**Data supplied**
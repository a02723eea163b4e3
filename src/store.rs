//! Store façade: holds the current snapshot, dispatches actions
//! through the reducer and transaction manager, and fans out change
//! notifications to subscribers.

use log::{error, warn};

use crate::action::Action;
use crate::metadata::DocumentConfig;
use crate::reducer;
use crate::scheduler::Scheduler;
use crate::snapshot::DocumentSnapshot;
use crate::transaction::TransactionManager;

type Subscriber = Box<dyn Fn(&DocumentSnapshot)>;

pub struct Store<S: Scheduler> {
    snapshot: DocumentSnapshot,
    transactions: TransactionManager,
    subscribers: Vec<Subscriber>,
    scheduler: S,
    safe_mode: bool,
    reconciliation_scheduled: bool,
}

impl<S: Scheduler> Store<S> {
    pub fn new(config: &DocumentConfig, scheduler: S) -> Self {
        Store {
            snapshot: DocumentSnapshot::new(config),
            transactions: TransactionManager::new(),
            subscribers: Vec::new(),
            scheduler,
            safe_mode: false,
            reconciliation_scheduled: false,
        }
    }

    pub fn get_snapshot(&self) -> &DocumentSnapshot {
        &self.snapshot
    }

    pub fn is_safe_mode(&self) -> bool {
        self.safe_mode
    }

    pub fn subscribe(&mut self, subscriber: Subscriber) {
        self.subscribers.push(subscriber);
    }

    /// Dispatch a single action. If a transaction is active and the
    /// action is a text edit, it is also recorded in the pending log.
    /// Notification fires exactly once: immediately for a
    /// non-transactional dispatch, or deferred to the outermost commit.
    pub fn dispatch(&mut self, action: Action, now: u64) {
        if self.safe_mode {
            return;
        }
        if self.transactions.is_active() && action.is_text_edit() {
            self.transactions.track_action(action.clone());
        }
        let next = reducer::dispatch(&self.snapshot, &action, now);
        self.snapshot = next;
        if let Err(e) = self.snapshot.validate() {
            self.enter_safe_mode(e);
            return;
        }
        if action.is_transaction_control() {
            self.handle_transaction_control(&action);
        } else if !self.transactions.is_active() {
            self.notify();
        }
    }

    fn handle_transaction_control(&mut self, action: &Action) {
        match action {
            Action::TransactionStart => self.transactions.begin(self.snapshot.clone()),
            Action::TransactionCommit => {
                let result = self.transactions.commit();
                if result.is_outermost {
                    self.notify();
                }
            }
            Action::TransactionRollback => {
                let result = self.transactions.rollback();
                if let Some(snapshot) = result.snapshot {
                    if result.is_outermost {
                        self.snapshot = snapshot;
                        self.notify();
                    }
                }
            }
            _ => {}
        }
    }

    /// Dispatches every action inside a synthetic transaction so
    /// subscribers fire exactly once for the whole batch.
    pub fn batch(&mut self, actions: Vec<Action>, now: u64) {
        self.dispatch(Action::TransactionStart, now);
        for action in actions {
            self.dispatch(action, now);
        }
        self.dispatch(Action::TransactionCommit, now);
    }

    /// Flags a deferred `reconcile_full` when the line index has
    /// `rebuild_pending` set, coalescing repeated calls to at most one
    /// outstanding task (§5). The scheduler tick itself carries no
    /// state back into the store — an embedder owning the store
    /// through shared interior mutability wires the actual
    /// `reconcile_now` call from its own event loop; this only ticks
    /// the platform idle callback and tracks the coalescing flag.
    pub fn schedule_reconciliation(&mut self) {
        if !self.snapshot.line_index.rebuild_pending || self.reconciliation_scheduled {
            return;
        }
        self.reconciliation_scheduled = true;
        self.scheduler.schedule(Box::new(|| {}));
    }

    pub fn is_reconciliation_scheduled(&self) -> bool {
        self.reconciliation_scheduled
    }

    pub fn reconcile_now(&mut self, version: u64, config: &crate::line_index::ReconciliationConfig) {
        let line_index = self.snapshot.line_index.reconcile_full(version, config);
        self.snapshot = DocumentSnapshot { line_index, ..self.snapshot.clone() };
        self.reconciliation_scheduled = false;
    }

    pub fn set_viewport(&mut self, start_line: usize, end_line: usize, version: u64) {
        let line_index = self.snapshot.line_index.reconcile_viewport(start_line, end_line, version);
        self.snapshot = DocumentSnapshot { line_index, ..self.snapshot.clone() };
        self.schedule_reconciliation();
    }

    fn notify(&self) {
        for subscriber in &self.subscribers {
            subscriber(&self.snapshot);
        }
    }

    fn enter_safe_mode(&mut self, error: crate::error::Error) {
        error!("document entered safe mode: {}", error);
        self.safe_mode = true;
    }

    /// Recovers from safe mode by restoring the earliest transaction
    /// snapshot, or a fresh empty document if no transaction was ever
    /// open.
    pub fn emergency_reset(&mut self, config: &DocumentConfig) {
        match self.transactions.emergency_reset() {
            Some(snapshot) => self.snapshot = snapshot,
            None => {
                warn!("emergency reset with no transaction history; reinitializing document");
                self.snapshot = DocumentSnapshot::new(config);
            }
        }
        self.safe_mode = false;
    }
}

#[cfg(test)]
#[path = "store_test.rs"]
mod store_test;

**Work to complete**
Every line above that holds the word "TransactionCommit" needs to be copied.

**Completed task**
            Action::TransactionCommit => {
        self.dispatch(Action::TransactionCommit, now);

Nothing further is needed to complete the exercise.